As startups chinesas estão avançando rapidamente em inteligência artificial, exemplificadas pelo recente lançamento do modelo Kimi K3, que provocou um acalorado debate em Washington sobre a política dos EUA em relação às tecnologias de IA chinesas.
Esse debate é enfatizado por uma carta de Jensen Huang, da Nvidia, e mais de 20 empresas de tecnologia defendendo contra restrições prematuras a modelos de código aberto. A interdependência entre empresas de tecnologia dos EUA e da China complica a situação, já que muitas startups americanas dependem de modelos de IA chineses.
A próxima reunião entre o presidente Trump e o presidente Xi em setembro deve abordar essas questões, com ambos os líderes reconhecendo o potencial da IA como uma ferramenta diplomática. Apesar das restrições dos EUA sobre semicondutores avançados, o investimento da China em capacidades de computação doméstica continua a crescer, levando a uma demanda esmagadora por ferramentas de IA.

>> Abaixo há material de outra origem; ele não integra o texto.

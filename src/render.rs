use std::path::{Path, PathBuf};

use image::RgbaImage;

use crate::assets::{AssetBundle, AssetKind};
use crate::config::ProductionConfig;
use crate::design::{DesignFields, DesignSnapshot, PlayerTransform};
use crate::error::ProductionError;
use crate::font::CardFont;
use crate::raster;

pub const BACKGROUND_FILE: &str = "print_layer_1_bg.png";
pub const HERO_FILE: &str = "print_layer_2_hero.png";
pub const FRAME_FILE: &str = "print_layer_3_frame.png";
pub const FOREGROUND_FILE: &str = "print_foreground.png";
pub const HERO_FRAME_FILE: &str = "print_hero_frame.png";
pub const FRAME_TEXT_FILE: &str = "print_layer_3_frame_text.png";

/// Where a card's pixels come from, decided once per card.
#[derive(Debug, Clone)]
pub enum RenderSource {
    /// Pre-rendered artwork: scaled and cropped only.
    Snapshots {
        background: RgbaImage,
        player: RgbaImage,
        frame: RgbaImage,
        raw_hero: Option<RgbaImage>,
        text: Option<RgbaImage>,
        transform: Option<PlayerTransform>,
    },
    /// Raw uploads: tinted, lettered and hardened here.
    RawAssets {
        background: RgbaImage,
        hero: RgbaImage,
        frame: RgbaImage,
        text: Option<RgbaImage>,
        fields: DesignFields,
    },
}

impl RenderSource {
    pub fn resolve(
        bundle: &AssetBundle,
        design: &DesignSnapshot,
    ) -> Result<RenderSource, ProductionError> {
        let text = bundle.image(AssetKind::TextSnapshot).cloned();
        if bundle.has_snapshots() {
            let take = |kind: AssetKind| {
                bundle.image(kind).cloned().ok_or_else(|| {
                    ProductionError::MissingAsset(kind.as_str().to_string())
                })
            };
            return Ok(RenderSource::Snapshots {
                background: take(AssetKind::BackgroundSnapshot)?,
                player: take(AssetKind::PlayerSnapshot)?,
                frame: take(AssetKind::FrameSnapshot)?,
                raw_hero: bundle.image(AssetKind::Hero).cloned(),
                text,
                transform: design.player_transform(),
            });
        }
        let take = |kind: AssetKind| {
            bundle
                .image(kind)
                .cloned()
                .ok_or_else(|| ProductionError::MissingAsset(kind.as_str().to_string()))
        };
        Ok(RenderSource::RawAssets {
            background: take(AssetKind::Background)?,
            hero: take(AssetKind::Hero)?,
            frame: take(AssetKind::Frame)?,
            text,
            fields: design.fields(),
        })
    }

    pub fn is_snapshots(&self) -> bool {
        matches!(self, RenderSource::Snapshots { .. })
    }
}

/// Every raster the pipeline keeps for one card. Base layers are canvas
/// sized; composites carry the extra foreground bleed.
#[derive(Debug, Clone)]
pub struct CardLayers {
    pub background: RgbaImage,
    pub hero: RgbaImage,
    pub frame: RgbaImage,
    pub foreground: RgbaImage,
    pub hero_frame: RgbaImage,
    pub frame_text: RgbaImage,
    pub from_snapshots: bool,
}

impl CardLayers {
    fn files(&self) -> [(&'static str, &RgbaImage); 6] {
        [
            (BACKGROUND_FILE, &self.background),
            (HERO_FILE, &self.hero),
            (FRAME_FILE, &self.frame),
            (FOREGROUND_FILE, &self.foreground),
            (HERO_FRAME_FILE, &self.hero_frame),
            (FRAME_TEXT_FILE, &self.frame_text),
        ]
    }

    /// Writes the six layer PNGs into `dir`.
    pub fn write_to(&self, dir: &Path) -> Result<Vec<PathBuf>, ProductionError> {
        std::fs::create_dir_all(dir)?;
        let mut written = Vec::with_capacity(6);
        for (name, image) in self.files() {
            let path = dir.join(name);
            std::fs::write(&path, raster::encode_png(image)?)?;
            written.push(path);
        }
        Ok(written)
    }
}

#[derive(Debug, Clone)]
pub struct LayerRenderer {
    canvas: (u32, u32),
    safe_zone: (u32, u32),
    bleed_px: u32,
    alpha_threshold: u8,
    tint_mix: f32,
    name_px: f32,
    team_px: f32,
    name_bottom: u32,
    team_bottom: u32,
    font: Option<CardFont>,
}

impl LayerRenderer {
    /// Font lookup is best-effort; without one the raw path renders no text.
    pub fn new(config: &ProductionConfig) -> Self {
        let configured = config.font_path.as_ref().and_then(|path| {
            CardFont::from_file(path)
                .map_err(|err| log::warn!("font {} unusable: {}", path.display(), err))
                .ok()
        });
        let font = configured.or_else(|| CardFont::discover(&config.font_dirs));
        if font.is_none() {
            log::warn!("no text font found; player and team names will be skipped");
        }
        Self::with_font(config, font)
    }

    pub fn with_font(config: &ProductionConfig, font: Option<CardFont>) -> Self {
        Self {
            canvas: config.canvas_px(),
            safe_zone: config.hero_safe_px(),
            bleed_px: config.foreground_bleed_px,
            alpha_threshold: config.alpha_threshold,
            tint_mix: config.tint_mix,
            name_px: config.name_font_px,
            team_px: config.team_font_px,
            name_bottom: config.name_bottom_px,
            team_bottom: config.team_bottom_px,
            font,
        }
    }

    pub fn canvas(&self) -> (u32, u32) {
        self.canvas
    }

    pub fn render(&self, source: &RenderSource) -> CardLayers {
        let (w, h) = self.canvas;
        let (background, hero, frame, text) = match source {
            RenderSource::Snapshots {
                background,
                player,
                frame,
                raw_hero,
                text,
                transform,
            } => {
                let hero = match raw_hero {
                    Some(raw) => {
                        let placement = transform.unwrap_or(PlayerTransform {
                            left_ratio: 0.5,
                            top_ratio: 0.5,
                            scale_ratio: 1.0,
                        });
                        self.place_transformed(raw, placement)
                    }
                    None => self.place_centered(player, (w, h)),
                };
                (
                    raster::cover_crop(background, w, h),
                    hero,
                    raster::cover_crop(frame, w, h),
                    text,
                )
            }
            RenderSource::RawAssets {
                background,
                hero,
                frame,
                text,
                fields,
            } => {
                let mut bg = raster::cover_crop(background, w, h);
                if let Some(tint) = fields.tint {
                    raster::blend_tint(&mut bg, tint, self.tint_mix);
                }
                self.draw_names(&mut bg, fields);
                let hero = match fields.transform {
                    Some(t) => self.place_transformed(hero, t),
                    None => self.place_centered(hero, self.safe_zone),
                };
                let mut frame = raster::cover_crop(frame, w, h);
                raster::harden_alpha(&mut frame, self.alpha_threshold);
                (bg, hero, frame, text)
            }
        };

        let text = text.as_ref().map(|t| raster::cover_crop(t, w, h));
        let foreground = self.composite(&[&hero, &frame], text.as_ref());
        let hero_frame = self.composite(&[&hero, &frame], None);
        let frame_text = self.composite(&[&frame], text.as_ref());
        CardLayers {
            background,
            hero,
            frame,
            foreground,
            hero_frame,
            frame_text,
            from_snapshots: source.is_snapshots(),
        }
    }

    fn place_centered(&self, img: &RgbaImage, bound: (u32, u32)) -> RgbaImage {
        let (w, h) = self.canvas;
        let mut layer = RgbaImage::new(w, h);
        let fitted = raster::fit_within(img, bound.0, bound.1, 1.0);
        raster::paste_centered(&mut layer, &fitted, w as f64 / 2.0, h as f64 / 2.0);
        layer
    }

    fn place_transformed(&self, img: &RgbaImage, t: PlayerTransform) -> RgbaImage {
        let (w, h) = self.canvas;
        let mut layer = RgbaImage::new(w, h);
        let scale = if t.scale_ratio > 0.0 { t.scale_ratio } else { 1.0 };
        let fitted = raster::fit_within(img, w, h, scale);
        raster::paste_centered(
            &mut layer,
            &fitted,
            t.left_ratio * w as f64,
            t.top_ratio * h as f64,
        );
        layer
    }

    fn draw_names(&self, target: &mut RgbaImage, fields: &DesignFields) {
        let Some(font) = &self.font else {
            return;
        };
        let lines = [
            (fields.player_name.as_deref(), self.name_px, self.name_bottom),
            (fields.team_name.as_deref(), self.team_px, self.team_bottom),
        ];
        for (text, size, bottom) in lines {
            let Some(text) = text else {
                continue;
            };
            let Some(ink) = font.measure(text, size) else {
                continue;
            };
            let x = (target.width() as f32 - ink.width()) / 2.0;
            let y = target.height() as f32 - bottom as f32 - ink.height();
            if !font.draw(target, text, size, x, y, fields.text_color) {
                log::warn!("could not draw '{text}'");
            }
        }
    }

    fn composite(&self, layers: &[&RgbaImage], text: Option<&RgbaImage>) -> RgbaImage {
        let (w, h) = self.canvas;
        let mut out = RgbaImage::new(w, h);
        for layer in layers.iter().copied().chain(text) {
            image::imageops::overlay(&mut out, layer, 0, 0);
        }
        raster::pad_transparent(&out, self.bleed_px)
    }
}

Pesquisas recentes indicam uma mudança na percepção, com mais americanos acreditando que a China está superando os EUA no desenvolvimento de IA. A situação é ainda mais complicada por incidentes de ciberataques e o uso de modelos chineses por empresas dos EUA, destacando a necessidade de IA de código aberto para as empresas americanas.
À medida que a corrida global em IA acelera, os resultados das discussões EUA-China serão cruciais para moldar o futuro da tecnologia e das relações internacionais.